— Collected data —
■ ■ ■ ■ ■ ■ ■
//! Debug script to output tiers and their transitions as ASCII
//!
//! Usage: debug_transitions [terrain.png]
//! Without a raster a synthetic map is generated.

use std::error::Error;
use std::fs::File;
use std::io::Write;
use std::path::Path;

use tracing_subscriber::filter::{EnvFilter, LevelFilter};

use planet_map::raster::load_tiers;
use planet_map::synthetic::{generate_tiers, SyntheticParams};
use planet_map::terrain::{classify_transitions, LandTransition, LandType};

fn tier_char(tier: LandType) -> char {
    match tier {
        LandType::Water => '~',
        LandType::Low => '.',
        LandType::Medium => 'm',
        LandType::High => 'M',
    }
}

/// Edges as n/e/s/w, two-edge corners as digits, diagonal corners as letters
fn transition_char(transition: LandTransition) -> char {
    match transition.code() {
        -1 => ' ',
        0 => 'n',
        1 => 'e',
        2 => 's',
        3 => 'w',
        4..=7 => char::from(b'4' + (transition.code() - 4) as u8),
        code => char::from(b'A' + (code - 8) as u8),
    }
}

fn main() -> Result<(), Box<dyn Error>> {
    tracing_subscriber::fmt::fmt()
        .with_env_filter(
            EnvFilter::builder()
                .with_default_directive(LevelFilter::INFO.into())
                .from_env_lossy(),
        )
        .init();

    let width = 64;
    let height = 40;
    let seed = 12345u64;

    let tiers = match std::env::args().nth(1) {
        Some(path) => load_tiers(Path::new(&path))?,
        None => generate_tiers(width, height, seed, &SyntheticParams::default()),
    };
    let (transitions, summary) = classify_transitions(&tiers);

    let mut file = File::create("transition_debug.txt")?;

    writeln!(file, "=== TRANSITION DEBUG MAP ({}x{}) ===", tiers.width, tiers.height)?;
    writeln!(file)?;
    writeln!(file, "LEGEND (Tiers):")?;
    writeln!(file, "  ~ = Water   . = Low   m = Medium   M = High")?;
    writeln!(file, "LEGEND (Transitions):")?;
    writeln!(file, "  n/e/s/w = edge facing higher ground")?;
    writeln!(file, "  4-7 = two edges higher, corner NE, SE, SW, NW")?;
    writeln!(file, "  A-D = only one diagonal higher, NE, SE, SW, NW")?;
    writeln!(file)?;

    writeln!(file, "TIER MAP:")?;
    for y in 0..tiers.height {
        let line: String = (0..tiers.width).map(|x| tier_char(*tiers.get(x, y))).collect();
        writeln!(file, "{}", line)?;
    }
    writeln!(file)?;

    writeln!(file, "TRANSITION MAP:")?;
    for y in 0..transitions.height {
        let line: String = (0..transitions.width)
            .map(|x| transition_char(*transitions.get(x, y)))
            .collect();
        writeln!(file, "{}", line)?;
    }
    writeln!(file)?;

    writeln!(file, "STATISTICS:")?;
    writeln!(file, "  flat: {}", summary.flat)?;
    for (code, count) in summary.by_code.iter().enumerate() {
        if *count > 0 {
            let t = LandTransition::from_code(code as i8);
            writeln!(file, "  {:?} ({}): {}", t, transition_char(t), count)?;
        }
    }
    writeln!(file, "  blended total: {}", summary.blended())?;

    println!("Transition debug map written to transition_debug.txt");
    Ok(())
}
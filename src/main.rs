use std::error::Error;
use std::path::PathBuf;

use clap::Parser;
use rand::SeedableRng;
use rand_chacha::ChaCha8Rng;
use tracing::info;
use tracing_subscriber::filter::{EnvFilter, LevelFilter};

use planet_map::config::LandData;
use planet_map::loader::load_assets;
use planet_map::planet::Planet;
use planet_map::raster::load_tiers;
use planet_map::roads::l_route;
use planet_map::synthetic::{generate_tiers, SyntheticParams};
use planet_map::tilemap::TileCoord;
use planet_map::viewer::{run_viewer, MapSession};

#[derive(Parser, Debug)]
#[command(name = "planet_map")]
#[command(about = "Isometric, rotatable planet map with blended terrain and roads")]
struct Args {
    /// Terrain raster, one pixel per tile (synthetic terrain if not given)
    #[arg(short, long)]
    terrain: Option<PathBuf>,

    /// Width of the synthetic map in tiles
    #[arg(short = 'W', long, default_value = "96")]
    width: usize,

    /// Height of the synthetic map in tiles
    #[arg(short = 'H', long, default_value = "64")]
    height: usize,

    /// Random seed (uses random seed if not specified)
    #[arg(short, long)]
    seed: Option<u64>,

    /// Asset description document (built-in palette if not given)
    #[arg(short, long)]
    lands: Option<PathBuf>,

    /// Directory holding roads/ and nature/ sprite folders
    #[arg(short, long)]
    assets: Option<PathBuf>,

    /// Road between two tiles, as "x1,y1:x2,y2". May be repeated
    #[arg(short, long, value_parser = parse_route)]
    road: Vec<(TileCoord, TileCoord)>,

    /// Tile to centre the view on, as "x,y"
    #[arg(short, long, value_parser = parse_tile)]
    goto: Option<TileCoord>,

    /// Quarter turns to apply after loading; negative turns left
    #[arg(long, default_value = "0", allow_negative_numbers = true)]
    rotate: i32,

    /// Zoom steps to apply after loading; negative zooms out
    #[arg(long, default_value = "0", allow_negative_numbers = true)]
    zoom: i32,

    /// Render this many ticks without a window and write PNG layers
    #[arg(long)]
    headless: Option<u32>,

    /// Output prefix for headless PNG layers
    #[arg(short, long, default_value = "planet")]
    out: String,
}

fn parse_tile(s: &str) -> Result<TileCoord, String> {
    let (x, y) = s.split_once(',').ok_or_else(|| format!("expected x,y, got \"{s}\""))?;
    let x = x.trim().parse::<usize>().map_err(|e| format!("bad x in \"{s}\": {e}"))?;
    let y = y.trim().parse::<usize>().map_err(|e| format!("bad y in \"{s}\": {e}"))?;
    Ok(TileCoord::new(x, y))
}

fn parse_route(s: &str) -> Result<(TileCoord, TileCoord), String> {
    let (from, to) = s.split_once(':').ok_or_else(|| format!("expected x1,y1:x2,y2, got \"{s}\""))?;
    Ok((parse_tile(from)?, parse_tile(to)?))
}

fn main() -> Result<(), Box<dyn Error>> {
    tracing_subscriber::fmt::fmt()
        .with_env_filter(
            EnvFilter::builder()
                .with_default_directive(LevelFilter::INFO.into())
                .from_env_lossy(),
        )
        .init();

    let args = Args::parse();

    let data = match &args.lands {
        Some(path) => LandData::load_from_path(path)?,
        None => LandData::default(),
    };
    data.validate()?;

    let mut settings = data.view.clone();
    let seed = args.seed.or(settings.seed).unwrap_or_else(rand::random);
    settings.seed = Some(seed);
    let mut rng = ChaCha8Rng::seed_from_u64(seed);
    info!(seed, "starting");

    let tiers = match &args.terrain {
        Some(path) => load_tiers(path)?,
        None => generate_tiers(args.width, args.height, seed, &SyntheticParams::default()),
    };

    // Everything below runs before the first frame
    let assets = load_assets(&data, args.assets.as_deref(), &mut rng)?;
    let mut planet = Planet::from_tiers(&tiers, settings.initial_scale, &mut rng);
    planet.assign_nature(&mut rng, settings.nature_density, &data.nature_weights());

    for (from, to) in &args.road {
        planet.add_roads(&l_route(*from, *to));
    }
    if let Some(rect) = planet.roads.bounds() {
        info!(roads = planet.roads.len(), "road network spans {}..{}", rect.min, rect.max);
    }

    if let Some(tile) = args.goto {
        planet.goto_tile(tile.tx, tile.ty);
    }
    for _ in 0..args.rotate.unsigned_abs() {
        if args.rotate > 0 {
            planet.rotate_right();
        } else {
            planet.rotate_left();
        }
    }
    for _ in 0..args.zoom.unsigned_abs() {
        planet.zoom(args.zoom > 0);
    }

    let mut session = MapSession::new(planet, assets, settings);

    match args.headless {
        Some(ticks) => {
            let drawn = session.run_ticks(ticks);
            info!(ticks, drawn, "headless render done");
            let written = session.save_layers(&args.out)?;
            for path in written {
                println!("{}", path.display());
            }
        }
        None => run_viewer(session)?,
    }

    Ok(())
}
■ ■ ■ ■ ■ ■ ■
— Exercise description —
Make a copy of each line in the records above that has the word "PathBuf".

— Worked solution —
use std::path::PathBuf;
    terrain: Option<PathBuf>,
    lands: Option<PathBuf>,
    assets: Option<PathBuf>,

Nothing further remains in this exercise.